On 18 May, she embarked on a second and even more successful fundraising tour in which she raised around $50 million. In total, her fundraising efforts raised around $90 million, around a third of the cost of the war ($275 million). During preparations for this trip, she was issued the first Israeli passport. Over the ten weeks that she was gone, Israel was battered by the war and changed drastically. 

On 25 June, while still in the United States, Meir was appointed by Sharett, then the Minister of Foreign Affairs, as the minister plenipotentiary to the Soviet Union, which recently recognized Israel.

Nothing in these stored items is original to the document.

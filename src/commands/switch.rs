//! Switch plan assembly shared by the layer-2 and layer-3 builders.

use super::{finish_block, layer2, layer3, CommandBlock, CommandPlan, CONFIGURE};
use crate::rows::{ConfigRow, RowError};
use log::info;
use serde::{Deserialize, Serialize};
use std::net::Ipv4Addr;

/// Default interface type and module prefix for `interface range`
pub const DEFAULT_INTERFACE_PREFIX: &str = "FastEthernet 0/";

/// Which builder a switch job uses
#[derive(Debug, Clone, Copy, PartialEq, Eq, Serialize, Deserialize, clap::ValueEnum)]
#[serde(rename_all = "lowercase")]
pub enum SwitchKind {
    /// Access ports or a routed VLAN interface per row
    Layer2,
    /// Routed VLAN interfaces, trunks and access ports
    Layer3,
}

/// Options that shape the generated switch commands
#[derive(Debug, Clone, PartialEq, Eq)]
pub struct SwitchOptions {
    pub kind: SwitchKind,
    pub interface_prefix: String,
    /// Append `wr mem` after the final `end`
    pub save: bool,
}

impl Default for SwitchOptions {
    fn default() -> Self {
        Self {
            kind: SwitchKind::Layer3,
            interface_prefix: DEFAULT_INTERFACE_PREFIX.to_string(),
            save: true,
        }
    }
}

impl SwitchOptions {
    /// `interface range` line for a port expression
    pub fn interface_range(&self, ports: &str) -> String {
        format!("interface range {}{}", self.interface_prefix, ports)
    }
}

/// Resolved VTP bootstrap settings
#[derive(Debug, Clone, PartialEq, Eq)]
pub struct VtpSettings {
    pub mode: String,
    pub domain: String,
    /// Resolved secret, never read from the job file directly
    pub password: Option<String>,
}

impl VtpSettings {
    /// Commands issued once per session before any row
    pub fn commands(&self) -> Vec<String> {
        let mut lines = vec![
            format!("vtp mode {}", self.mode),
            format!("vtp domain {}", self.domain),
        ];
        if let Some(password) = &self.password {
            lines.push(format!("vtp password {}", password));
        }
        lines
    }
}

/// Build the complete plan for a switch job
///
/// The plan enters configuration mode, bootstraps VTP (when configured),
/// adds one or more blocks per row in file order and closes with `end`
/// (plus `wr mem` when saving). The first invalid row aborts the build.
pub fn build_switch_plan(
    rows: &[ConfigRow],
    options: &SwitchOptions,
    vtp: Option<&VtpSettings>,
) -> Result<CommandPlan, RowError> {
    let mut plan = CommandPlan::new();

    let mut bootstrap = CommandBlock::new("bootstrap").line(CONFIGURE);
    if let Some(vtp) = vtp {
        info!("Configuring VTP mode '{}' and domain '{}'", vtp.mode, vtp.domain);
        bootstrap.lines.extend(vtp.commands());
    }
    plan.push(bootstrap);

    for row in rows {
        info!("Processing row {}: VLAN {} - {}", row.number, row.vlan, row.description);
        let blocks = match options.kind {
            SwitchKind::Layer2 => layer2::build_row(row, options)?,
            SwitchKind::Layer3 => layer3::build_row(row, options)?,
        };
        plan.extend(blocks);
    }

    plan.push(finish_block(options.save));
    Ok(plan)
}

/// Check an address or mask field and return it unchanged
pub(crate) fn ipv4_field<'a>(row: usize, field: &'static str, value: &'a str) -> Result<&'a str, RowError> {
    value
        .parse::<Ipv4Addr>()
        .map(|_| value)
        .map_err(|_| RowError::InvalidAddress {
            row,
            field,
            value: value.to_string(),
        })
}

/// Address and mask of a row, or `None` for a row without addressing.
/// An address without a mask (or the reverse) is rejected.
pub(crate) fn row_addressing(row: &ConfigRow) -> Result<Option<(&str, &str)>, RowError> {
    match (row.ip_address.is_empty(), row.netmask.is_empty()) {
        (true, true) => Ok(None),
        (false, false) => {
            let address = ipv4_field(row.number, "address", &row.ip_address)?;
            let mask = ipv4_field(row.number, "netmask", &row.netmask)?;
            Ok(Some((address, mask)))
        }
        (false, true) => Err(RowError::MissingField {
            row: row.number,
            field: "Netmask",
        }),
        (true, false) => Err(RowError::MissingField {
            row: row.number,
            field: "IP Address",
        }),
    }
}

#[cfg(test)]
mod tests {
    use super::*;

    fn row(vlan: &str, description: &str, ports: &str) -> ConfigRow {
        ConfigRow {
            number: 1,
            vlan: vlan.to_string(),
            description: description.to_string(),
            ports: ports.to_string(),
            ..Default::default()
        }
    }

    fn vtp() -> VtpSettings {
        VtpSettings {
            mode: "transparent".to_string(),
            domain: "campus".to_string(),
            password: Some("vtpsecret".to_string()),
        }
    }

    #[test]
    fn test_plan_order_bootstrap_rows_end() {
        let rows = vec![row("10", "Staff", "1-4")];
        let plan = build_switch_plan(&rows, &SwitchOptions::default(), Some(&vtp())).unwrap();
        let commands = plan.commands();

        assert_eq!(
            &commands[..4],
            &["conf t", "vtp mode transparent", "vtp domain campus", "vtp password vtpsecret"]
        );
        assert_eq!(&commands[commands.len() - 2..], &["end", "wr mem"]);
    }

    #[test]
    fn test_vtp_password_is_optional() {
        let settings = VtpSettings {
            password: None,
            ..vtp()
        };
        assert_eq!(settings.commands().len(), 2);
    }

    #[test]
    fn test_plan_without_vtp_or_save() {
        let options = SwitchOptions {
            save: false,
            ..SwitchOptions::default()
        };
        let plan = build_switch_plan(&[], &options, None).unwrap();
        assert_eq!(plan.commands(), vec!["conf t", "end"]);
    }

    #[test]
    fn test_plan_stops_at_invalid_row() {
        let mut broken = row("abc", "Broken", "5");
        broken.number = 2;
        let rows = vec![row("10", "Staff", "1-4"), broken];
        let err = build_switch_plan(&rows, &SwitchOptions::default(), None).unwrap_err();
        assert!(matches!(err, RowError::InvalidVlan { row: 2, .. }));
    }

    #[test]
    fn test_address_without_mask_is_rejected() {
        let mut r = row("10", "Mgmt", "1");
        r.ip_address = "10.0.0.1".to_string();
        assert!(matches!(
            row_addressing(&r),
            Err(RowError::MissingField { field: "Netmask", .. })
        ));
        r.netmask = "255.255.255.300".to_string();
        assert!(matches!(
            row_addressing(&r),
            Err(RowError::InvalidAddress { field: "netmask", .. })
        ));
    }

    #[test]
    fn test_interface_prefix_is_configurable() {
        let options = SwitchOptions {
            interface_prefix: "GigabitEthernet 1/0/".to_string(),
            ..SwitchOptions::default()
        };
        assert_eq!(options.interface_range("1-24"), "interface range GigabitEthernet 1/0/1-24");
    }
}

Meir was displeased by the offer. She spoke no Russian and feared being lonely in Moscow. She said "At last we have a state. I want to be there. I don't want to go thousands of miles away. Why do I always have to go away?"

Her return to Israel was delayed due to a car crash in which she tore a ligament and fractured a bone. Soviet officials refused to believe she was in hospital and wanted an Israeli envoy as soon as possible. Thus she ignored doctor's orders to rest and returned to Israel on 29 July. Years later, her leg would frequently pain her.

Government career before premiereship

Minister Plenipotentiary to the Soviet Union (1948–1949) 

Meir served as minister plenipotentiary to the Soviet Union from 2 September 1948 to 10 March 1949.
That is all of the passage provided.